Shrewsbury, 12 febbraio 1809 – Down, 12 aprile 1882

Più che alla medicina o alla cura d’anime, Charles Darwin è spinto alle scienze naturali dagli scritti dell’illustre suo avo Erasmus, come dall’incontro, a Cambridge, con quell’Henslow botanico che lo proporrà come naturalista per la spedizione scientifica del brigantino Beagle: dal lungo viaggio (1831-6) tra l’America Latina, l’arcipelago delle Galápagos e le isole coralline dell’Oceano Indiano Darwin trarrà una messe d’osservazioni, specie sulla distribuzione geografica degli animali, che lo convinceranno della validità dell’ipotesi evoluzionista, già nota ma poco frequentata; sarà la riflessione sulle pratiche d’ibridazione e selezione di allevatori e floricoltori a indicargli la causa delle «trasmutazioni» nelle specie animali, dunque il meccanismo dell’evoluzione, in un processo di selezione naturale, e il principio di questa nella struggle of life recepita da Malthus.

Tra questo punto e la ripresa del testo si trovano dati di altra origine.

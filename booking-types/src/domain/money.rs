//! Type-safe monetary value with embedded currency.

use serde::{Deserialize, Serialize};
use std::fmt;
use utoipa::ToSchema;

use crate::error::DomainError;

/// Currencies the checkout can be priced in.
#[derive(Debug, Clone, Copy, PartialEq, Eq, Hash, Serialize, Deserialize, ToSchema)]
#[serde(rename_all = "UPPERCASE")]
pub enum Currency {
    JPY,
    USD,
    EUR,
    GBP,
}

impl Currency {
    /// Returns the number of decimal places for this currency.
    ///
    /// Yen is a zero-decimal currency: minor units equal major units.
    pub fn decimal_places(&self) -> u32 {
        match self {
            Currency::JPY => 0,
            Currency::USD | Currency::EUR | Currency::GBP => 2,
        }
    }

    /// Returns the currency symbol.
    pub fn symbol(&self) -> &'static str {
        match self {
            Currency::JPY => "¥",
            Currency::USD => "$",
            Currency::EUR => "€",
            Currency::GBP => "£",
        }
    }

    /// Lowercase ISO code as the payment provider expects it.
    pub fn provider_code(&self) -> &'static str {
        match self {
            Currency::JPY => "jpy",
            Currency::USD => "usd",
            Currency::EUR => "eur",
            Currency::GBP => "gbp",
        }
    }
}

impl fmt::Display for Currency {
    fn fmt(&self, f: &mut fmt::Formatter<'_>) -> fmt::Result {
        write!(f, "{:?}", self)
    }
}

impl std::str::FromStr for Currency {
    type Err = DomainError;

    fn from_str(s: &str) -> Result<Self, Self::Err> {
        match s.trim().to_ascii_uppercase().as_str() {
            "JPY" => Ok(Currency::JPY),
            "USD" => Ok(Currency::USD),
            "EUR" => Ok(Currency::EUR),
            "GBP" => Ok(Currency::GBP),
            _ => Err(DomainError::UnknownVariant {
                kind: "currency",
                value: s.to_string(),
            }),
        }
    }
}

/// Type-safe money representation with embedded currency.
///
/// Amount is stored in the smallest unit of the currency (yen, cents, etc.)
/// to avoid floating-point precision issues.
#[derive(Debug, Clone, Copy, PartialEq, Eq, Serialize, Deserialize)]
pub struct Money {
    amount: i64,
    currency: Currency,
}

impl Money {
    /// Creates a new Money value.
    pub fn new(amount: i64, currency: Currency) -> Result<Self, DomainError> {
        if amount < 0 {
            return Err(DomainError::NegativeAmount);
        }
        Ok(Self { amount, currency })
    }

    /// Returns the amount in smallest currency unit.
    pub fn amount(&self) -> i64 {
        self.amount
    }

    /// Returns the currency.
    pub fn currency(&self) -> Currency {
        self.currency
    }
}

impl fmt::Display for Money {
    fn fmt(&self, f: &mut fmt::Formatter<'_>) -> fmt::Result {
        let scale = 10_i64.pow(self.currency.decimal_places());
        let major = group_thousands(self.amount / scale);
        match self.currency.decimal_places() {
            0 => write!(f, "{}{}", self.currency.symbol(), major),
            places => write!(
                f,
                "{}{}.{:0width$}",
                self.currency.symbol(),
                major,
                self.amount % scale,
                width = places as usize
            ),
        }
    }
}

fn group_thousands(value: i64) -> String {
    let digits = value.to_string();
    let mut out = String::with_capacity(digits.len() + digits.len() / 3);
    for (i, ch) in digits.chars().enumerate() {
        if i > 0 && (digits.len() - i) % 3 == 0 {
            out.push(',');
        }
        out.push(ch);
    }
    out
}
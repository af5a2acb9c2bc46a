//! Database row structs shared by the SQLite and PostgreSQL adapters.
//!
//! Identifiers are stored as TEXT in both backends. Timestamps decode to
//! `DateTime<Utc>` from SQLite TEXT and from PostgreSQL TIMESTAMPTZ alike.

use chrono::{DateTime, Utc};
use sqlx::FromRow;

use booking_types::{
    DeadLetter, RepoError, Reservation, ReservationDetails, ReservationId, Service, User,
};

fn db_err(e: impl std::fmt::Display) -> RepoError {
    RepoError::Database(e.to_string())
}

/// Service row from database.
#[derive(FromRow)]
pub struct DbService {
    pub id: String,
    pub name: String,
    pub price: i64,
    pub duration: i32,
}

impl DbService {
    pub fn into_domain(self) -> Service {
        Service {
            id: self.id.into(),
            name: self.name,
            price: self.price,
            duration: self.duration,
        }
    }
}

/// User row from database.
#[derive(FromRow)]
pub struct DbUser {
    pub id: String,
    pub name: Option<String>,
    pub email: String,
    pub role: String,
}

impl DbUser {
    pub fn into_domain(self) -> Result<User, RepoError> {
        let role = self.role.parse()?;
        Ok(User::new(self.id, self.name, self.email).with_role(role))
    }
}

/// A session joined with its user.
#[derive(FromRow)]
pub struct DbSessionUser {
    pub expires_at: DateTime<Utc>,
    #[sqlx(flatten)]
    pub user: DbUser,
}

/// Reservation row from database.
#[derive(FromRow)]
pub struct DbReservation {
    pub id: String,
    pub user_id: String,
    pub service_id: String,
    pub start_time: DateTime<Utc>,
    pub end_time: DateTime<Utc>,
    pub status: String,
    pub stripe_session_id: Option<String>,
    pub created_at: DateTime<Utc>,
}

impl DbReservation {
    pub fn into_domain(self) -> Result<Reservation, RepoError> {
        let id: ReservationId = self.id.parse().map_err(db_err)?;
        let status = self.status.parse()?;

        Ok(Reservation::from_parts(
            id,
            self.user_id.into(),
            self.service_id.into(),
            self.start_time,
            self.end_time,
            status,
            self.stripe_session_id,
            self.created_at,
        ))
    }
}

/// Reservation joined with user and service for the admin listing.
#[derive(FromRow)]
pub struct DbReservationDetails {
    #[sqlx(flatten)]
    pub reservation: DbReservation,
    pub user_name: Option<String>,
    pub user_email: String,
    pub user_role: String,
    pub service_name: String,
    pub service_price: i64,
    pub service_duration: i32,
}

impl DbReservationDetails {
    pub fn into_domain(self) -> Result<ReservationDetails, RepoError> {
        let reservation = self.reservation.into_domain()?;
        let user = DbUser {
            id: reservation.user_id.to_string(),
            name: self.user_name,
            email: self.user_email,
            role: self.user_role,
        }
        .into_domain()?;
        let service = DbService {
            id: reservation.service_id.to_string(),
            name: self.service_name,
            price: self.service_price,
            duration: self.service_duration,
        }
        .into_domain();

        Ok(ReservationDetails {
            reservation,
            user,
            service,
        })
    }
}

/// Dead letter row from database.
#[derive(FromRow)]
pub struct DbDeadLetter {
    pub id: String,
    pub event_id: String,
    pub event_type: String,
    pub stage: String,
    pub error: String,
    pub payload: String,
    pub created_at: DateTime<Utc>,
}

impl DbDeadLetter {
    pub fn into_domain(self) -> Result<DeadLetter, RepoError> {
        Ok(DeadLetter {
            id: uuid::Uuid::parse_str(&self.id).map_err(db_err)?,
            event_id: self.event_id,
            event_type: self.event_type,
            stage: self.stage.parse()?,
            error: self.error,
            payload: serde_json::from_str(&self.payload).map_err(db_err)?,
            created_at: self.created_at,
        })
    }
}

// ─────────────────────────────────────────────────────────────────────────────
// Shared column lists
// ─────────────────────────────────────────────────────────────────────────────

pub const RESERVATION_COLUMNS: &str =
    "id, user_id, service_id, start_time, end_time, status, stripe_session_id, created_at";

pub const RESERVATION_DETAILS_SELECT: &str = r#"
    SELECT r.id, r.user_id, r.service_id, r.start_time, r.end_time, r.status,
           r.stripe_session_id, r.created_at,
           u.name AS user_name, u.email AS user_email, u.role AS user_role,
           s.name AS service_name, s.price AS service_price, s.duration AS service_duration
    FROM reservations r
    JOIN users u ON u.id = r.user_id
    JOIN services s ON s.id = r.service_id
    ORDER BY r.created_at DESC
"#;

Maturato anche il concetto della divergenza dei caratteri, a coronamento di vent’anni di lavoro Darwin pubblicherà On the origin of species (1859), saggio epocale cui segue, in The descent of man, and selection in relation to sex (1871), l’applicazione della medesima teoria alla specie umana: scelta coraggiosa dinanzi ad una civiltà profondamente influenzata dalla religione, e perciò tanto convinta del creazionismo biblico da opporre, alle consistenti prove riportate e alla fortuna ottenuta dall’opera darwiniana nella comunità scientifica, un rumoroso, e tutt’oggi vivo, rifiuto.